Bon… avec un peu de chance, j’arriverais avec seulement cinq minutes de retard. Peut-être.
Je sautai hors de mon lit, enfilai un jean et un pull au hasard, passai trois coups de brosse rapides dans mes cheveux — clairement pas le temps de faire mieux — puis attrapai mon sac. Je sortis de chez moi en courant.
Je passai devant le lycée professionnel à une rue de chez moi. Dommage que je sois dans un lycée privé, beaucoup plus loin.

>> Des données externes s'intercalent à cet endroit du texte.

//! Index error types.

use memoboard_core::MemoError;
use thiserror::Error;

/// Errors raised by a feed index backend.
#[derive(Error, Debug)]
pub enum IndexError {
    /// Redis error.
    #[error("Redis error: {0}")]
    Redis(#[from] redis::RedisError),

    /// Redis pool error.
    #[error("Redis pool error: {0}")]
    Pool(#[from] deadpool_redis::PoolError),

    /// Configuration error.
    #[error("Configuration error: {0}")]
    Configuration(String),

    /// The backend refused the operation.
    #[error("Index unavailable: {0}")]
    Unavailable(String),
}

impl IndexError {
    /// Returns true if the failure is about reaching the backend rather
    /// than a rejected command.
    #[must_use]
    pub fn is_connection_error(&self) -> bool {
        match self {
            Self::Redis(e) => e.is_io_error() || e.is_connection_dropped() || e.is_timeout(),
            Self::Pool(_) | Self::Unavailable(_) => true,
            Self::Configuration(_) => false,
        }
    }
}

impl From<IndexError> for MemoError {
    fn from(err: IndexError) -> Self {
        match err {
            IndexError::Configuration(message) => Self::Configuration(message),
            other => Self::Index(other.to_string()),
        }
    }
}

/// Result type for index operations.
pub type IndexResult<T> = Result<T, IndexError>;
//! Data Transfer Objects (DTOs).

mod memo_dto;
mod reindex_dto;

pub use memo_dto::*;
pub use reindex_dto::*;
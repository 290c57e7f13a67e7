//! In-process feed index.

use crate::{FeedAppend, FeedIndex, IndexResult};
use async_trait::async_trait;
use memoboard_core::{FeedKey, FeedOrder, MemoId};
use parking_lot::RwLock;
use std::collections::{HashMap, VecDeque};
use std::ops::Range;
use tracing::debug;

/// Feed index held in process memory.
///
/// Used when Redis is disabled and as the test double. A multi-feed append
/// happens under one write lock, so readers see all of it or none of it.
#[derive(Debug, Default)]
pub struct InMemoryFeedIndex {
    feeds: RwLock<HashMap<FeedKey, VecDeque<MemoId>>>,
}

impl InMemoryFeedIndex {
    #[must_use]
    pub fn new() -> Self {
        Self::default()
    }

    /// Number of non-empty feeds.
    #[must_use]
    pub fn feed_count(&self) -> usize {
        self.feeds.read().len()
    }
}

#[async_trait]
impl FeedIndex for InMemoryFeedIndex {
    async fn append_all(&self, entries: &[FeedAppend]) -> IndexResult<()> {
        let mut feeds = self.feeds.write();
        for entry in entries {
            let list = feeds.entry(entry.feed).or_default();
            match entry.feed.order() {
                FeedOrder::NewestFirst => list.push_front(entry.memo_id),
                FeedOrder::OldestFirst => list.push_back(entry.memo_id),
            }
        }
        debug!(entries = entries.len(), "Appended to in-memory feed index");
        Ok(())
    }

    async fn range_feed(&self, feed: FeedKey, window: Range<usize>) -> IndexResult<Vec<MemoId>> {
        let feeds = self.feeds.read();
        Ok(feeds.get(&feed).map_or_else(Vec::new, |list| {
            list.iter()
                .skip(window.start)
                .take(window.end.saturating_sub(window.start))
                .copied()
                .collect()
        }))
    }

    async fn feed_members(&self, feed: FeedKey) -> IndexResult<Vec<MemoId>> {
        let feeds = self.feeds.read();
        Ok(feeds
            .get(&feed)
            .map_or_else(Vec::new, |list| list.iter().copied().collect()))
    }

    async fn feed_length(&self, feed: FeedKey) -> IndexResult<u64> {
        let feeds = self.feeds.read();
        Ok(feeds.get(&feed).map_or(0, |list| list.len() as u64))
    }

    async fn clear(&self) -> IndexResult<u64> {
        let mut feeds = self.feeds.write();
        let removed = feeds.len() as u64;
        feeds.clear();
        Ok(removed)
    }

    async fn health_check(&self) -> IndexResult<()> {
        Ok(())
    }

    fn backend(&self) -> &'static str {
        "memory"
    }
}

#[cfg(test)]
mod tests {
    use super::*;
    use memoboard_core::UserId;

    fn ids(raw: &[u64]) -> Vec<MemoId> {
        raw.iter().copied().map(MemoId::new).collect()
    }

    #[tokio::test]
    async fn test_public_feed_is_newest_first() {
        let index = InMemoryFeedIndex::new();
        for id in 1..=3 {
            index
                .append_to_feed(FeedKey::Public, MemoId::new(id))
                .await
                .unwrap();
        }

        assert_eq!(index.feed_members(FeedKey::Public).await.unwrap(), ids(&[3, 2, 1]));
    }

    #[tokio::test]
    async fn test_user_feeds_are_oldest_first() {
        let index = InMemoryFeedIndex::new();
        let user = FeedKey::User(UserId::new(1));
        let user_public = FeedKey::UserPublic(UserId::new(1));
        for id in 1..=3 {
            index
                .append_all(&[
                    FeedAppend::new(user, MemoId::new(id)),
                    FeedAppend::new(user_public, MemoId::new(id)),
                ])
                .await
                .unwrap();
        }

        assert_eq!(index.feed_members(user).await.unwrap(), ids(&[1, 2, 3]));
        assert_eq!(index.feed_members(user_public).await.unwrap(), ids(&[1, 2, 3]));
    }

    #[tokio::test]
    async fn test_range_windows() {
        let index = InMemoryFeedIndex::new();
        let feed = FeedKey::User(UserId::new(2));
        for id in 1..=5 {
            index.append_to_feed(feed, MemoId::new(id)).await.unwrap();
        }

        assert_eq!(index.range_feed(feed, 0..2).await.unwrap(), ids(&[1, 2]));
        assert_eq!(index.range_feed(feed, 4..6).await.unwrap(), ids(&[5]));
        assert!(index.range_feed(feed, 5..10).await.unwrap().is_empty());
        assert!(index
            .range_feed(FeedKey::Public, 0..10)
            .await
            .unwrap()
            .is_empty());
    }

    #[tokio::test]
    async fn test_length_and_clear() {
        let index = InMemoryFeedIndex::new();
        index
            .append_all(&[
                FeedAppend::new(FeedKey::Public, MemoId::new(1)),
                FeedAppend::new(FeedKey::User(UserId::new(1)), MemoId::new(1)),
            ])
            .await
            .unwrap();

        assert_eq!(index.feed_length(FeedKey::Public).await.unwrap(), 1);
        assert_eq!(index.feed_count(), 2);
        assert_eq!(index.clear().await.unwrap(), 2);
        assert_eq!(index.feed_length(FeedKey::Public).await.unwrap(), 0);
    }
}
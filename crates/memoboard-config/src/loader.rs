//! Configuration loader with layered sources.

use crate::{AppConfig, ConfigValidator};
use config::{Config, ConfigError, Environment, File};
use memoboard_core::{MemoError, MemoResult};
use std::path::{Path, PathBuf};
use tracing::{debug, info, warn};

/// Environment variable selecting the `config/{environment}.toml` layer.
pub const ENVIRONMENT_VAR: &str = "MEMOBOARD_ENVIRONMENT";

/// Configuration loader.
#[derive(Debug, Clone)]
pub struct ConfigLoader {
    config: AppConfig,
    config_dir: PathBuf,
}

impl ConfigLoader {
    /// Creates a new configuration loader.
    ///
    /// Configuration is loaded from multiple sources in order:
    /// 1. `config/default.toml` - Default values
    /// 2. `config/{environment}.toml` - Environment-specific overrides
    /// 3. `config/local.toml` - Local overrides, not committed
    /// 4. Environment variables, e.g. `MEMOBOARD__DATABASE__URL`
    pub fn new(config_dir: impl Into<PathBuf>) -> MemoResult<Self> {
        if let Err(e) = dotenvy::dotenv() {
            debug!("No .env file found or error loading it: {}", e);
        }

        let environment =
            std::env::var(ENVIRONMENT_VAR).unwrap_or_else(|_| "development".to_string());
        Self::with_environment(config_dir, &environment)
    }

    /// Loads configuration from the default location (`./config`).
    pub fn from_default_location() -> MemoResult<Self> {
        Self::new("./config")
    }

    /// Loads configuration for an explicit environment name.
    pub fn with_environment(config_dir: impl Into<PathBuf>, environment: &str) -> MemoResult<Self> {
        let config_dir = config_dir.into();
        let config = Self::load_config(&config_dir, environment)?;

        Ok(Self { config, config_dir })
    }

    /// Returns the loaded configuration.
    #[must_use]
    pub const fn config(&self) -> &AppConfig {
        &self.config
    }

    /// Consumes the loader, returning the configuration.
    #[must_use]
    pub fn into_config(self) -> AppConfig {
        self.config
    }

    /// Returns the directory the configuration was read from.
    #[must_use]
    pub fn config_dir(&self) -> &Path {
        &self.config_dir
    }

    fn load_config(config_dir: &Path, environment: &str) -> MemoResult<AppConfig> {
        info!("Loading configuration for environment: {}", environment);

        let mut builder = Config::builder();

        for layer in ["default", environment, "local"] {
            let path = config_dir.join(format!("{layer}.toml"));
            if path.exists() {
                debug!("Loading {} config from: {}", layer, path.display());
                builder = builder.add_source(File::from(path).required(false));
            }
        }

        builder = builder.add_source(
            Environment::with_prefix("MEMOBOARD")
                .prefix_separator("__")
                .separator("__")
                .try_parsing(true),
        );

        let app_config: AppConfig = builder
            .build()
            .and_then(Config::try_deserialize::<AppConfig>)
            .map_err(config_error_to_memo_error)?;

        Self::validate_config(&app_config)?;

        Ok(app_config)
    }

    fn validate_config(config: &AppConfig) -> MemoResult<()> {
        if config.app.environment == "production" && !config.redis.enabled {
            warn!("Redis is disabled in production; feeds are held in process memory only");
        }

        ConfigValidator::validate(config).map_err(|errors| {
            let message = errors
                .iter()
                .map(ToString::to_string)
                .collect::<Vec<_>>()
                .join("; ");
            MemoError::Configuration(message)
        })
    }
}

fn config_error_to_memo_error(err: ConfigError) -> MemoError {
    MemoError::Configuration(err.to_string())
}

Si j’avais été dans celui-là, j’aurais pu me réveiller à la dernière minute sans stress, sans course contre la montre, sans messages paniqués d’Élise.
Je me retournai pour vérifier que personne ne me regardait courir comme une folle. Et c’est là que je percutai quelque chose devant moi — ou plutôt quelqu’un.
— Putain ! Fais gaffe !
Je me retrouvai par terre, complètement sonnée. Je n’eus même pas le temps de vraiment regarder le mec à côté de moi. Mon cœur battait trop vite, mon cerveau hurlait retard, retard, retard.
Je me relevai aussitôt, presque en trébuchant, et le regardai à peine.
— Désolée, désolée !
Je récupérai mon sac à la va-vite, sans attendre de réponse, déjà prête à repartir en courant.
J’arrivai à la loge du lycée à 8:06.
Parfait.
J’informai la secrétaire de mon retard, la voix encore un peu tremblante. Puis je me tournai. Et là, je vis une silhouette.
Oh… non.
Il ne manquait plus que ça.
Tyler venait d’arriver, en retard lui aussi. Sauf que contrairement à moi, il n’était pas essoufflé, pas décoiffé, pas en train de mourir intérieurement.
Tyler, c’était littéralement un dieu. Magnifique, avec un mélange d’origines complètement fou : une mère brésilienne, un père libanais aux racines italiennes. Le genre de combinaison qui donnait un visage unique, impossible à oublier. Une peau dorée, des traits marqués mais doux à la fois, et ce regard qui faisait perdre tous leurs moyens aux filles.
Il avait du style, une présence naturelle, et tout le lycée semblait graviter autour de lui. Tous les filles étaient à ses pieds.
Il m’avait fait beaucoup de mal.
C’était le premier — et le dernier — garçon que j’avais vraiment aimé. On avait eu une petite histoire pendant l’été de ma fin de troisième. Lui était déjà au lycée. Moi, j’avais des étoiles plein les yeux dès que je le regardais.
Pour lui, j’avais juste été une fille jolie avec qui il avait flirté, parmi tant d’autres. Facilement remplaçable.
J’ai eu énormément de mal a l’oublier, à me désabonner de lui sur instagram, et à le suprimer sur snapchat.
Même maintenant, ça m’arrive encore. Des sortes de rechutes. Des nuits entières à penser à lui, à refaire le passé dans ma tête, à me demander ce que j’ai mal fait. Parfois, je vais voir ses nouveaux posts Instagram, ou ses republications tiktok…
Il m’a fait perdre foi en l’amour. En ce truc qui était censé faire battre le cœur, pas le casser.
Depuis lui, aimer me fait peur.
Je m’efforçai de ne lui jeter aucun regard à la dérobée. Je pris mon billet de retard, puis me dirigeai vers ma salle de cours en pressant le pas.